Problem description. Scan the data for "fieldId" and copy the lines it appears in.

[Provided data]

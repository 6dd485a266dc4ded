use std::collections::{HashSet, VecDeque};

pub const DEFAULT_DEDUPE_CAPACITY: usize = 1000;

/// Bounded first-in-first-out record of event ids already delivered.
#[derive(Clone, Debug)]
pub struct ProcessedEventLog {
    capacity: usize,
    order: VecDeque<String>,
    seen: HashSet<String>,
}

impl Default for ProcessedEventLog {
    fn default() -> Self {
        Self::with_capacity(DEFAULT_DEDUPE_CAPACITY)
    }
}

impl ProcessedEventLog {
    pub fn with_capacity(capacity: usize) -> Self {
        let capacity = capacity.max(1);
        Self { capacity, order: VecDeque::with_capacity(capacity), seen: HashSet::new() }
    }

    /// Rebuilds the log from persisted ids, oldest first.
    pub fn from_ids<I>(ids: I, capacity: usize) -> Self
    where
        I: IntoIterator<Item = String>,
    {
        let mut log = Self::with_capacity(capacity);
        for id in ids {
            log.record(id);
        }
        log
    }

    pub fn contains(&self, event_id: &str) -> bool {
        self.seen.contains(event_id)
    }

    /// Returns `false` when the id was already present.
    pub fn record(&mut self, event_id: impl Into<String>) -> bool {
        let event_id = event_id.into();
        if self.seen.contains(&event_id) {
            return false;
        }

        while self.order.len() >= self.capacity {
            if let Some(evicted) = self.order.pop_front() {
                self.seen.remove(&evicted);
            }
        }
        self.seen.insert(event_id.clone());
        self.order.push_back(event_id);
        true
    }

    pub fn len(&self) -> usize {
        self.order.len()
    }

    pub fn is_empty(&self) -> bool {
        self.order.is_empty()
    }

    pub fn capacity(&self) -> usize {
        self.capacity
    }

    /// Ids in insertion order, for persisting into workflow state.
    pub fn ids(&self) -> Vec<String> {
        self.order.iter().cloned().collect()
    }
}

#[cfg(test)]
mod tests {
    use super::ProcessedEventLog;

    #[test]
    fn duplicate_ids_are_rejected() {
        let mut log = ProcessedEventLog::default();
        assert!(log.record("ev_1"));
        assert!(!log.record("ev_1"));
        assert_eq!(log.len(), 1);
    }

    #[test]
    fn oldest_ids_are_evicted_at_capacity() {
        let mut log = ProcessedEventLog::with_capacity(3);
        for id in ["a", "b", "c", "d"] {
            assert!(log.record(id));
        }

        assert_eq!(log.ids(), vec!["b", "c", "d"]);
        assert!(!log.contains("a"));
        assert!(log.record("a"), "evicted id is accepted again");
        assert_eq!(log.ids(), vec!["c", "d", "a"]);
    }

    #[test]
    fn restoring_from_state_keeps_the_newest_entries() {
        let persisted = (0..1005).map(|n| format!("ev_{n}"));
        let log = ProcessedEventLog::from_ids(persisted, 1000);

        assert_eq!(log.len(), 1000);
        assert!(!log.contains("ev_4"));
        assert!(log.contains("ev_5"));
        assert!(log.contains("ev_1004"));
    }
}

[/Provided data]
[Provided data]

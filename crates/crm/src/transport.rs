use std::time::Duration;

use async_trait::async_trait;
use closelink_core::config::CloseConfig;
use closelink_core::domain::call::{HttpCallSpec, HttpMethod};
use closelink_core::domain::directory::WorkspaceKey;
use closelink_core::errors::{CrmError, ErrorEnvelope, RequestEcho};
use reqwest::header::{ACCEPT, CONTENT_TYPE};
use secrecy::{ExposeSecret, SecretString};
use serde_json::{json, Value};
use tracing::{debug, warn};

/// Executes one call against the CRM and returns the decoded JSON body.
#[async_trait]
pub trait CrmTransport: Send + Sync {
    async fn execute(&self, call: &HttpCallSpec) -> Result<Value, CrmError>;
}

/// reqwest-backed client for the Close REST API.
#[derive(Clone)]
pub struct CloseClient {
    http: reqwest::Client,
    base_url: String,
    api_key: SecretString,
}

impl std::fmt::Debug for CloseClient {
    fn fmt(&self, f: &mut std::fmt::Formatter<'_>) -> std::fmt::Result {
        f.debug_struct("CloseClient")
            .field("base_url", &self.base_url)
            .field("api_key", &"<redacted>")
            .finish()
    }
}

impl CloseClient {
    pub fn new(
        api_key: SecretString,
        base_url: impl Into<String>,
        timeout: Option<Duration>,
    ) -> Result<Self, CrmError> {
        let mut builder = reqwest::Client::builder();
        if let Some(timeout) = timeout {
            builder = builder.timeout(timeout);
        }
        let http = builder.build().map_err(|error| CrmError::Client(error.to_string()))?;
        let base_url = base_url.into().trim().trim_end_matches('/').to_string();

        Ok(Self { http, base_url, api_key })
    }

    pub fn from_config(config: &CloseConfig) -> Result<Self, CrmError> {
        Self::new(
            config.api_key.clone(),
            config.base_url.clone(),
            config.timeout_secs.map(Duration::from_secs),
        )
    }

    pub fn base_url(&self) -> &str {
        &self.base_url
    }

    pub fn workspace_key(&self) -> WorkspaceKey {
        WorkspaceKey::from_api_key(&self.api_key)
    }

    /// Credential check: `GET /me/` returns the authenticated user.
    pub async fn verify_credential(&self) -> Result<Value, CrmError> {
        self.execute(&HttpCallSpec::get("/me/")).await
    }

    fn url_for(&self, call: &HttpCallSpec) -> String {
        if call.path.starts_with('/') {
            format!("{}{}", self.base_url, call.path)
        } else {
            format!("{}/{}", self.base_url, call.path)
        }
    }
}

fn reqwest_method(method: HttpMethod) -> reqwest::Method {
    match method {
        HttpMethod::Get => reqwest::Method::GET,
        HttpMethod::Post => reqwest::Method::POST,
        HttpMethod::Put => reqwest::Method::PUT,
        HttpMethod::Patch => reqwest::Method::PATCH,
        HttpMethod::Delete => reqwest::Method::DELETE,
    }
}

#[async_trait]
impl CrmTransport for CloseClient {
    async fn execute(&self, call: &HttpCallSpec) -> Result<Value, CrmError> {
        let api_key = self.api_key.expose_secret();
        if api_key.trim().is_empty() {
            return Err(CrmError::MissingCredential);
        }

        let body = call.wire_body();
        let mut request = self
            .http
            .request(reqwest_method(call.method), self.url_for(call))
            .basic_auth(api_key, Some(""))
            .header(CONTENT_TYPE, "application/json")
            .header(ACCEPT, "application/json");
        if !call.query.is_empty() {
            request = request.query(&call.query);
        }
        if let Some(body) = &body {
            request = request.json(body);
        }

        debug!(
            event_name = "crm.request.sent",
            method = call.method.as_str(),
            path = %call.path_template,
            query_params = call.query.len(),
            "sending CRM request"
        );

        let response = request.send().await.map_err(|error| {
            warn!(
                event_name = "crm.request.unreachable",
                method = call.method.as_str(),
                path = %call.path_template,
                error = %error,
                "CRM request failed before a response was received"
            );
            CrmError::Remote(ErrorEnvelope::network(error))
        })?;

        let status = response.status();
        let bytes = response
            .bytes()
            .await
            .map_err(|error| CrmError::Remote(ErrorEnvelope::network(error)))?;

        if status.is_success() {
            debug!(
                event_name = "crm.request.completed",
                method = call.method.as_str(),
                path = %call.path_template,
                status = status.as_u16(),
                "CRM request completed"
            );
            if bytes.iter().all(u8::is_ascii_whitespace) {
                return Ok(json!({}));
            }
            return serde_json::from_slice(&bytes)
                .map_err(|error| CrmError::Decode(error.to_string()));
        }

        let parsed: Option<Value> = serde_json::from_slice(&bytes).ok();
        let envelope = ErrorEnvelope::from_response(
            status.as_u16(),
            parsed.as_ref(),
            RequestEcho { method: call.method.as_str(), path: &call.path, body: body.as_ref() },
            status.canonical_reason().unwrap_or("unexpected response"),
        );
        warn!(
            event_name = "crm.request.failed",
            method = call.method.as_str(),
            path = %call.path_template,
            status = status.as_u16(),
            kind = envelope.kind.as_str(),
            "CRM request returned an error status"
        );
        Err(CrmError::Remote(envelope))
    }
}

[/Provided data]
[Provided data]

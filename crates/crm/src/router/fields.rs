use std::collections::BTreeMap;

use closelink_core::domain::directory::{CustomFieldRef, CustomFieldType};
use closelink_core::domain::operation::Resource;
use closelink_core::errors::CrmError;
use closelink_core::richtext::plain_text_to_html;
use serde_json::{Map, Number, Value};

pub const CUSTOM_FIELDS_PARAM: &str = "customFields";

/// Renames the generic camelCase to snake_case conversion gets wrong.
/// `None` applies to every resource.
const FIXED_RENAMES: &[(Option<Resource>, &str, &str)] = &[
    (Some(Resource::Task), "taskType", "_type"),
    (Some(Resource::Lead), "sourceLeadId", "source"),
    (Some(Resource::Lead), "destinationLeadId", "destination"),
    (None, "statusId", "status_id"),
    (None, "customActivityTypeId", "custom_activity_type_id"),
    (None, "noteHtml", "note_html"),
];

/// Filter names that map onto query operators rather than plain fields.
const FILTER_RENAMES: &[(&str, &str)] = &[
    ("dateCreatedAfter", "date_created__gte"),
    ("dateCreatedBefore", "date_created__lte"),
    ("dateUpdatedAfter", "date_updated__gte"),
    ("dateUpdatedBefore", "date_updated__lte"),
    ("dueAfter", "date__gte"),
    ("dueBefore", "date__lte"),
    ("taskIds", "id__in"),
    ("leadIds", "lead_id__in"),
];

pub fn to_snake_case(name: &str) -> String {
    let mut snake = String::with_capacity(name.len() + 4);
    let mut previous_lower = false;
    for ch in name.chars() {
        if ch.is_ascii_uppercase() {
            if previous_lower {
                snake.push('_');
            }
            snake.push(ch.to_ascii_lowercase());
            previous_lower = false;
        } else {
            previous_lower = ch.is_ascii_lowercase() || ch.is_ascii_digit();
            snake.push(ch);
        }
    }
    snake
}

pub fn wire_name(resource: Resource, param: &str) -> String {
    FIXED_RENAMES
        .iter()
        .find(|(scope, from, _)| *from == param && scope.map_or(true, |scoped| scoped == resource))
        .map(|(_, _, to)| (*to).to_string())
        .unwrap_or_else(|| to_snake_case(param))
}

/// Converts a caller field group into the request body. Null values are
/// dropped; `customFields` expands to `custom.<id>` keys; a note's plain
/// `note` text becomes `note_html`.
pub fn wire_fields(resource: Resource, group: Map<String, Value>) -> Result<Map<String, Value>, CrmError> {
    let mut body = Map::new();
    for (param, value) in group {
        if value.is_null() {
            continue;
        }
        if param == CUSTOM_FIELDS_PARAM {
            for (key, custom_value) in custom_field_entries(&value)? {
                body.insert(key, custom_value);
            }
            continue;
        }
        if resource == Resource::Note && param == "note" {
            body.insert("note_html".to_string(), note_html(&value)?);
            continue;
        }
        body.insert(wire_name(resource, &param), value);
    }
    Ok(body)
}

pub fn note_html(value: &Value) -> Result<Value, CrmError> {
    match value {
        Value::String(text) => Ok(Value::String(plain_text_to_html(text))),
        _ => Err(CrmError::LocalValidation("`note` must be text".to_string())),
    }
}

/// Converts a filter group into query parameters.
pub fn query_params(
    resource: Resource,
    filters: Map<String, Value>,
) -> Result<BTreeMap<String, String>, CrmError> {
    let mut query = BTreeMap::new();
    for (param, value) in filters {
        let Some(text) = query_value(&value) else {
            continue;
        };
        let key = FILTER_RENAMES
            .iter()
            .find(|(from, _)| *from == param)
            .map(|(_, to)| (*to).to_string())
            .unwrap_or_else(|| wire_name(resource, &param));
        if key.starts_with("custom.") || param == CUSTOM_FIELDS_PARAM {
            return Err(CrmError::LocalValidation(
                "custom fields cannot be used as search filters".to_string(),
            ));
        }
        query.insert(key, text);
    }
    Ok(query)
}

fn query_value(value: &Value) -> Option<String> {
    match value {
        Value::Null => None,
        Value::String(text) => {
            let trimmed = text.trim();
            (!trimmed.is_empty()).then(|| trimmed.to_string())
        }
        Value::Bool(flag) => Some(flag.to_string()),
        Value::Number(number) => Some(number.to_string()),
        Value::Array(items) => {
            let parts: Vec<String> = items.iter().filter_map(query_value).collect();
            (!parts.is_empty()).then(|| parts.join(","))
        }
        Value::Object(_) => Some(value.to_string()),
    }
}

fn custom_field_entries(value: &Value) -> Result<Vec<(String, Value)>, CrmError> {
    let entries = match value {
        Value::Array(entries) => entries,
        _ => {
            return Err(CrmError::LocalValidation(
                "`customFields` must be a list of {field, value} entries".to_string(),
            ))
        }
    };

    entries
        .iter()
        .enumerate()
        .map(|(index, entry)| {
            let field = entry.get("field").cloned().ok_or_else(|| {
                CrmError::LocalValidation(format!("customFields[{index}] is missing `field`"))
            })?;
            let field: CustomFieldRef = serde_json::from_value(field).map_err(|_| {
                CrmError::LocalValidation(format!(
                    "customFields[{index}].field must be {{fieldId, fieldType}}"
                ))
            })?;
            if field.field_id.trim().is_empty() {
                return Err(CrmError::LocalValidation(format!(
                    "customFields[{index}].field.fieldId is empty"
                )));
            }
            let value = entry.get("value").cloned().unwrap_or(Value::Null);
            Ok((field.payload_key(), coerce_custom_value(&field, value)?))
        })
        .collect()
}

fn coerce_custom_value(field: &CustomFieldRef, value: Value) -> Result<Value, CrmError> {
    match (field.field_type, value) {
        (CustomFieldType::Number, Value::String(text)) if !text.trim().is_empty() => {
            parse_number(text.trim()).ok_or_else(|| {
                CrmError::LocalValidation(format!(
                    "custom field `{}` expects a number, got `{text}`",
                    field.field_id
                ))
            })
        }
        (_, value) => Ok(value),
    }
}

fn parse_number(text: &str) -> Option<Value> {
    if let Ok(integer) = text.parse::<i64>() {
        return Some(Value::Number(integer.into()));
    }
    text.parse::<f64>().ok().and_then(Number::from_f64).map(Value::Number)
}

[/Provided data]

Exercise solution.
                    "customFields[{index}].field must be {{fieldId, fieldType}}"
                    "customFields[{index}].field.fieldId is empty"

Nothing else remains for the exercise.